-- Directions --
Every line from the start of the records below to the line containing "pub mod middleware;" should be retyped exactly, that line included, and no others.

===== Records shown

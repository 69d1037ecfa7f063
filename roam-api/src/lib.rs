use axum::{
    extract::{Request, State},
    http::{Method, StatusCode},
    response::IntoResponse,
    routing::get,
    Router,
};
use tower_http::cors::CorsLayer;
use tower_http::trace::TraceLayer;

pub mod error;
pub mod middleware;
pub mod ops;
pub mod reservations;
pub mod state;
pub mod webhooks;
pub mod worker;

pub use state::AppState;

pub fn app(state: AppState) -> Router {
    let cors = CorsLayer::new()
        .allow_origin(tower_http::cors::Any)
        .allow_methods([Method::GET, Method::POST, Method::OPTIONS])
        .allow_headers([
            axum::http::header::AUTHORIZATION,
            axum::http::header::CONTENT_TYPE,
        ]);

    // Webhooks authenticate by signature; everything else carries an
    // identity token.
    let protected = Router::new()
        .merge(reservations::routes())
        .merge(ops::routes())
        .route_layer(axum::middleware::from_fn_with_state(
            state.clone(),
            middleware::auth::require_identity,
        ));

    Router::new()
        .route("/health", get(health))
        .merge(webhooks::routes())
        .merge(protected)
        .layer(cors)
        .layer(TraceLayer::new_for_http())
        .layer(axum::middleware::from_fn_with_state(state.clone(), rate_limit_middleware))
        .with_state(state)
}

async fn health() -> &'static str {
    "ok"
}

async fn rate_limit_middleware(
    State(state): State<AppState>,
    req: Request,
    next: axum::middleware::Next,
) -> Result<impl IntoResponse, impl IntoResponse> {
    let redis = match &state.redis {
        Some(redis) => redis.clone(),
        None => return Ok(next.run(req).await),
    };

    let ip = req
        .headers()
        .get("x-forwarded-for")
        .and_then(|v| v.to_str().ok())
        .and_then(|v| v.split(',').next())
        .unwrap_or("unknown")
        .trim()
        .to_string();
    let key = format!("ratelimit:{}", ip);

    match redis
        .check_rate_limit(&key, state.business_rules.rate_limit_per_minute, 60)
        .await
    {
        Ok(true) => Ok(next.run(req).await),
        Ok(false) => Err((StatusCode::TOO_MANY_REQUESTS, "Rate limit exceeded")),
        Err(_) => Ok(next.run(req).await), // Fail open
    }
}
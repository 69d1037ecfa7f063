use async_trait::async_trait;
use rdkafka::config::ClientConfig;
use rdkafka::producer::{FutureProducer, FutureRecord};
use rdkafka::util::Timeout;
use roam_core::publish::DomainEventPublisher;
use roam_shared::events::DomainEvent;
use std::time::Duration;
use tracing::{error, info};

#[derive(Clone)]
pub struct EventProducer {
    producer: FutureProducer,
}

impl EventProducer {
    pub fn new(brokers: &str) -> Result<Self, rdkafka::error::KafkaError> {
        let producer: FutureProducer = ClientConfig::new()
            .set("bootstrap.servers", brokers)
            .set("message.timeout.ms", "5000")
            .create()?;

        Ok(Self { producer })
    }

    pub async fn publish(
        &self,
        topic: &str,
        key: &str,
        payload: &str,
    ) -> Result<(), rdkafka::error::KafkaError> {
        let record = FutureRecord::to(topic).key(key).payload(payload);

        match self.producer.send(record, Timeout::After(Duration::from_secs(0))).await {
            Ok(delivery) => {
                info!(
                    "Sent message to {}/{}: partition {} offset {}",
                    topic, key, delivery.partition, delivery.offset
                );
                Ok(())
            }
            Err((e, _msg)) => {
                error!("Failed to send message to {}: {}", topic, e);
                Err(e)
            }
        }
    }
}

/// Domain-event sink backed by the Kafka producer. Booking state is
/// already committed when we get here, so a failed publish is logged
/// and dropped rather than failing the request.
pub struct KafkaEventPublisher {
    producer: EventProducer,
}

impl KafkaEventPublisher {
    pub fn new(producer: EventProducer) -> Self {
        Self { producer }
    }
}

#[async_trait]
impl DomainEventPublisher for KafkaEventPublisher {
    async fn publish(&self, event: &DomainEvent) {
        let payload = match serde_json::to_string(event) {
            Ok(p) => p,
            Err(e) => {
                error!("Failed to serialize domain event: {}", e);
                return;
            }
        };
        let key = event.key().to_string();
        if let Err(e) = self.producer.publish(event.topic(), &key, &payload).await {
            error!("Failed to publish {} event: {}", event.topic(), e);
        }
    }
}
use roam_shared::{Booking, StayRange};

/// Scan a vehicle's bookings for the first active one overlapping the
/// candidate stay. The durable store answers this with an indexed
/// query; this shared predicate keeps the in-memory store and the
/// tests on the same overlap semantics.
pub fn first_conflict<'a, I>(bookings: I, candidate: &StayRange) -> Option<StayRange>
where
    I: IntoIterator<Item = &'a Booking>,
{
    bookings
        .into_iter()
        .filter(|b| b.status.is_active())
        .map(|b| b.stay())
        .find(|stay| stay.overlaps(candidate))
}

#[cfg(test)]
mod tests {
    use super::*;
    use chrono::{NaiveDate, Utc};
    use roam_shared::BookingStatus;
    use uuid::Uuid;

    fn d(m: u32, day: u32) -> NaiveDate {
        NaiveDate::from_ymd_opt(2025, m, day).unwrap()
    }

    fn booking(start: NaiveDate, end: NaiveDate, status: BookingStatus) -> Booking {
        Booking {
            id: Uuid::new_v4(),
            vehicle_id: Uuid::new_v4(),
            renter_id: Uuid::new_v4(),
            start_date: start,
            end_date: end,
            status,
            total_minor: 0,
            currency: "USD".to_string(),
            payment_session_id: None,
            payment_provider: None,
            version: 1,
            created_at: Utc::now(),
            updated_at: Utc::now(),
        }
    }

    #[test]
    fn test_overlap_detected_with_interval() {
        let existing = vec![booking(d(6, 10), d(6, 15), BookingStatus::Pending)];
        let candidate = StayRange::new(d(6, 14), d(6, 18));
        let hit = first_conflict(&existing, &candidate).unwrap();
        assert_eq!(hit, StayRange::new(d(6, 10), d(6, 15)));
    }

    #[test]
    fn test_boundary_date_is_not_a_conflict() {
        let existing = vec![booking(d(6, 10), d(6, 15), BookingStatus::Confirmed)];
        let candidate = StayRange::new(d(6, 15), d(6, 18));
        assert!(first_conflict(&existing, &candidate).is_none());
    }

    #[test]
    fn test_inactive_statuses_do_not_block() {
        let existing = vec![
            booking(d(6, 10), d(6, 15), BookingStatus::Cancelled),
            booking(d(6, 10), d(6, 15), BookingStatus::PaymentFailed),
        ];
        let candidate = StayRange::new(d(6, 12), d(6, 14));
        assert!(first_conflict(&existing, &candidate).is_none());
    }
}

==========

-- Task response --
repository 69d1037ecfa7f063
filename roam-api/src/lib.rs
use axum::{
    extract::{Request, State},
    http::{Method, StatusCode},
    response::IntoResponse,
    routing::get,
    Router,
};
use tower_http::cors::CorsLayer;
use tower_http::trace::TraceLayer;

pub mod error;
pub mod middleware;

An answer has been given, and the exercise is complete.